Digital Geography

3. February 2015

GeoTiff compression comparison

In remote sensing you often have to deal with large datsets because their spatial or temporal resolution is high. A typical Landsat 8 scene clocks in at 0.7 – 1 GB and if you are trying to process satellite images for a continent or even the globe you’re easily looking at multiple terrabytes of input data. I am currently working with MODIS time series data, which will use about 4 TB of space even before any processing is done. Therefore I started looking into compression methods. One of the easiest ways to save space is by employing the compression methods some file formats and GDAL drivers support.

As an example we will use the first 7 layers of a Landsat 8 scene from central Germany (LC81940252014200LGN00). If you are working with scientific data lossy compression algorithms are out of the question to compress your input data. GDAL supports three lossless compression algorithms for the GeoTiff format – Packbits, LZW and Deflate. The last two also support predictors to reduce the file size even further.

You can use the compression methods with GDALs creation options.

gdal_translate -of GTiff -co “COMPRESS=LZW” -co “PREDICTOR=2” -co “TILED=YES” uncompressed.tiff LZW-pred2-compressed.tiff

In Python you can use these options as well:

dstImg = driver.Create(dstName, srcImg.RasterXSize, srcImg.RasterYSize, 1, gdal.GDT_Int32, options = [ 'COMPRESS=DEFLATE' ])

Using compression decreases the amount of space you need for your data but it will also increase the amount of time to read and write data. Depending on your situation you’ll have to use the compression method with the ideal trade-off between file size, read and write time. In my case I mostly need a reduction in space.  Since I will write once but read often the read times also play an important role.

GDALs standard is to use no predictor for LZW and Deflate compression. Predictors store the difference in neighbouring values instead of the absolute values. If neighbouring pixels corellate this will reduce the file size even further. If not it might even increase it a bit. In other words – if your image contains smooth progression predictors might help, if it contains sudden jumps in values they might not. You can manually set the predictor to 2 for horizontal differencing or 3 for floating point. Since Landsat 8 data has no floating point values (like most satellite imagery) we will only check for horizontal differencing.

Not sure which algorithm will be the best for your data? Neither was I. I therefore wrote a small script that compares all of them to each other in regards to file size, write time and read time. You can then select the best algorithm for your case.

GeoTiff compression benchmark script

Just run it like so and compare the results:

python GTiff_compression_benchmark.py /path/to/some/Geo.tiff

Comparison of write/read times and sizes.

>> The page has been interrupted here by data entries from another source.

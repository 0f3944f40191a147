// Copyright 2025 Neuraville Inc.
// SPDX-License-Identifier: Apache-2.0

//! Time-of-day load shaping and phase classification.
//!
//! Keeps a 24-hour expected-load profile, seeded with a day/night curve and
//! adapted toward observed pressure by EMA. The current hour is classified
//! against the profile into one of six phases, and each phase maps to a
//! bounded admission adjustment: restrictive near the daily peak,
//! permissive in the trough.

use ahash::AHashMap;
use chrono::Timelike;
use parking_lot::Mutex;
use tracing::trace;

use sensocto_structures::{CircadianPhase, SystemLoadLevel};

/// Adjustment bounds exposed to the admission controller.
pub const ADJUSTMENT_FLOOR: f64 = 0.85;
pub const ADJUSTMENT_CEIL: f64 = 1.2;

/// Compiled-in seed: expected load per hour, day hours above night hours.
const SEED_PROFILE: [f64; 24] = [
    0.20, 0.15, 0.12, 0.12, 0.15, 0.25, // 00-05 night trough
    0.40, 0.55, 0.70, // 06-08 morning ramp
    0.80, 0.85, 0.85, 0.80, 0.80, 0.85, 0.80, 0.75, 0.70, // 09-17 working day
    0.60, 0.50, 0.45, 0.40, 0.30, 0.25, // 18-23 evening decline
];

/// Circadian scheduler configuration
#[derive(Debug, Clone)]
pub struct CircadianConfig {
    /// EMA step folding observed pressure into the hourly profile.
    pub smoothing: f64,

    /// Normalized profile position at or above which the hour is `peak`.
    pub peak_band: f64,

    /// Normalized profile position at or below which the hour is `off_peak`.
    pub trough_band: f64,

    /// Minimum hour-over-hour slope treated as approaching a transition.
    pub slope_epsilon: f64,
}

impl Default for CircadianConfig {
    fn default() -> Self {
        Self {
            smoothing: 0.2,
            peak_band: 0.85,
            trough_band: 0.15,
            slope_epsilon: 0.02,
        }
    }
}

#[derive(Debug)]
struct ProfileState {
    profile: [f64; 24],
    has_data: bool,
}

/// Day-shape scheduler: profile, phase and admission adjustment.
pub struct CircadianScheduler {
    config: CircadianConfig,
    state: Mutex<ProfileState>,
}

impl CircadianScheduler {
    pub fn new(config: CircadianConfig) -> Self {
        Self {
            config,
            state: Mutex::new(ProfileState {
                profile: SEED_PROFILE,
                has_data: false,
            }),
        }
    }

    /// Fold an observed load sample into the current hour's expectation.
    pub fn record_load(&self, level: SystemLoadLevel, pressure: f64) {
        self.record_load_at(level, pressure, current_hour());
    }

    pub(crate) fn record_load_at(&self, level: SystemLoadLevel, pressure: f64, hour: usize) {
        let hour = hour % 24;
        let pressure = pressure.clamp(0.0, 1.0);
        let alpha = self.config.smoothing;
        let mut state = self.state.lock();
        state.profile[hour] = alpha * pressure + (1.0 - alpha) * state.profile[hour];
        state.has_data = true;
        trace!(
            target: "sensocto-bio",
            "[CIRCADIAN] Load sample level={} pressure={:.2} hour={} expected={:.2}",
            level,
            pressure,
            hour,
            state.profile[hour]
        );
    }

    /// Phase classification for the current hour; `unknown` before any data.
    pub fn get_phase(&self) -> CircadianPhase {
        self.get_phase_at(current_hour())
    }

    pub(crate) fn get_phase_at(&self, hour: usize) -> CircadianPhase {
        let state = self.state.lock();
        if !state.has_data {
            return CircadianPhase::Unknown;
        }
        classify(&self.config, &state.profile, hour % 24)
    }

    /// Admission adjustment for the current phase, within [0.85, 1.2].
    ///
    /// Higher (more restrictive) toward the daily peak, lower (more
    /// permissive) in the trough.
    pub fn get_phase_adjustment(&self) -> f64 {
        self.get_phase_adjustment_at(current_hour())
    }

    pub(crate) fn get_phase_adjustment_at(&self, hour: usize) -> f64 {
        let adjustment: f64 = match self.get_phase_at(hour) {
            CircadianPhase::Peak => 1.2,
            CircadianPhase::ApproachingPeak => 1.1,
            CircadianPhase::Normal | CircadianPhase::Unknown => 1.0,
            CircadianPhase::ApproachingOffPeak => 0.95,
            CircadianPhase::OffPeak => 0.85,
        };
        adjustment.clamp(ADJUSTMENT_FLOOR, ADJUSTMENT_CEIL)
    }

    /// Expected load per hour of day; always exposes all 24 hours in [0, 1].
    pub fn get_profile(&self) -> AHashMap<u8, f64> {
        let state = self.state.lock();
        state
            .profile
            .iter()
            .enumerate()
            .map(|(hour, value)| (hour as u8, value.clamp(0.0, 1.0)))
            .collect()
    }

    /// Restore the seed profile and forget all observations.
    pub fn reset(&self) {
        let mut state = self.state.lock();
        state.profile = SEED_PROFILE;
        state.has_data = false;
    }
}

impl Default for CircadianScheduler {
    fn default() -> Self {
        Self::new(CircadianConfig::default())
    }
}

fn current_hour() -> usize {
    chrono::Utc::now().hour() as usize
}

fn classify(config: &CircadianConfig, profile: &[f64; 24], hour: usize) -> CircadianPhase {
    let min = profile.iter().cloned().fold(f64::INFINITY, f64::min);
    let max = profile.iter().cloned().fold(f64::NEG_INFINITY, f64::max);
    let range = max - min;
    if range < 0.05 {
        // Flat profile: every hour looks the same.
        return CircadianPhase::Normal;
    }

    let normalized = (profile[hour] - min) / range;
    if normalized >= config.peak_band {
        return CircadianPhase::Peak;
    }
    if normalized <= config.trough_band {
        return CircadianPhase::OffPeak;
    }

    let slope = profile[(hour + 1) % 24] - profile[(hour + 23) % 24];
    if slope > config.slope_epsilon {
        CircadianPhase::ApproachingPeak
    } else if slope < -config.slope_epsilon {
        CircadianPhase::ApproachingOffPeak
    } else {
        CircadianPhase::Normal
    }
}

#[cfg(test)]
mod tests {
    use super::*;

    #[test]
    fn test_phase_unknown_before_any_data() {
        let scheduler = CircadianScheduler::default();
        assert_eq!(scheduler.get_phase(), CircadianPhase::Unknown);
        assert_eq!(scheduler.get_phase_adjustment(), 1.0);
    }

    #[test]
    fn test_profile_exposes_all_24_hours_in_unit_range() {
        let scheduler = CircadianScheduler::default();
        let profile = scheduler.get_profile();
        assert_eq!(profile.len(), 24);
        for hour in 0u8..24 {
            let value = profile[&hour];
            assert!((0.0..=1.0).contains(&value));
        }
    }

    #[test]
    fn test_seed_profile_day_exceeds_night() {
        let scheduler = CircadianScheduler::default();
        let profile = scheduler.get_profile();
        let day = (profile[&9] + profile[&10] + profile[&14]) / 3.0;
        let night = (profile[&2] + profile[&3] + profile[&4]) / 3.0;
        assert!(day > night);
    }

    #[test]
    fn test_phase_classification_follows_the_curve() {
        let scheduler = CircadianScheduler::default();
        scheduler.record_load_at(SystemLoadLevel::Normal, 0.5, 12);
        assert_eq!(scheduler.get_phase_at(10), CircadianPhase::Peak);
        assert_eq!(scheduler.get_phase_at(2), CircadianPhase::OffPeak);
        assert_eq!(scheduler.get_phase_at(7), CircadianPhase::ApproachingPeak);
        assert_eq!(scheduler.get_phase_at(19), CircadianPhase::ApproachingOffPeak);
    }

    #[test]
    fn test_adjustment_restrictive_at_peak_permissive_at_trough() {
        let scheduler = CircadianScheduler::default();
        scheduler.record_load_at(SystemLoadLevel::High, 0.9, 10);
        let peak = scheduler.get_phase_adjustment_at(10);
        let trough = scheduler.get_phase_adjustment_at(3);
        assert!(peak > 1.0);
        assert!(trough < 1.0);
        for value in [peak, trough] {
            assert!((ADJUSTMENT_FLOOR..=ADJUSTMENT_CEIL).contains(&value));
        }
    }

    #[test]
    fn test_record_load_adapts_the_profile() {
        let scheduler = CircadianScheduler::default();
        let before = scheduler.get_profile()[&3];
        for _ in 0..30 {
            scheduler.record_load_at(SystemLoadLevel::Critical, 1.0, 3);
        }
        let after = scheduler.get_profile()[&3];
        assert!(after > before);
        assert!(after <= 1.0);
    }

    #[test]
    fn test_out_of_range_pressure_is_clamped() {
        let scheduler = CircadianScheduler::default();
        for _ in 0..50 {
            scheduler.record_load_at(SystemLoadLevel::Critical, 42.0, 6);
        }
        let profile = scheduler.get_profile();
        assert!(profile[&6] <= 1.0);
    }

    #[test]
    fn test_reset_restores_seed_and_unknown_phase() {
        let scheduler = CircadianScheduler::default();
        scheduler.record_load_at(SystemLoadLevel::High, 1.0, 2);
        scheduler.reset();
        assert_eq!(scheduler.get_phase(), CircadianPhase::Unknown);
        let profile = scheduler.get_profile();
        assert!((profile[&2] - SEED_PROFILE[2]).abs() < 1e-9);
    }
}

What to take away from that? Packbits is the fastest, but also offers the smallest compressions. Deflate is the smallest, slowest to write but faster to read than LZW. LZW compresses twice as fast as Deflate but is slower to decompress. In my case Deflate with horizontal differencing is the best choice, since it is the smallest and still has OK read times.

— interested in how the code works? keep on reading —

Compression is done with the GDAL command line tools. You first define the command and then execute it with the os.system() function.

command_packbits = "gdal_translate -of GTiff -co \"COMPRESS=PACKBITS\" -co \"TILED=YES\" " + input + " " + packbits
os.system(command_packbits)

Reading before processing data is usually done by reading the GeoTiffs into Numpy ndarrays, so that’s what we will do.

def read_tif(img):
    return gdal.Open(img).ReadAsArray()

Timing is done with the time module. Define the start time before the command to be executed and substract it from the time after execution.

start_time = time.time()
read_packbits = time.time() - start_time

After that it’s just a question of nice printing and making the filesize more human readable, for which we will use hurry.filesize and pandas.DataFrame.

Edit:
After a helpful comment by Markus Neteler I played around with the GDAL_CACHEMAX option. With this you can increase the GDAL block-cache from the standard value to something more fitting of your system. This had no effect on the write times but decreased my read times by ca. 50%.

You can change it permanently following this guideline.

  • You may consder to add ‘–config GDAL_CACHEMAX 2000’ for an extra speed up. To my knowledge the internal default cache in GDAL is only 40MB, so a larger size is pretty useful…

  • Doug Newcomb

    Shouldn’t os.system(command_uncompressed) be os.system(command_packbits)?

    • Naturgefahr

      Indeed it should and it the script it does. I just mixed it up in the example. It should be correct now.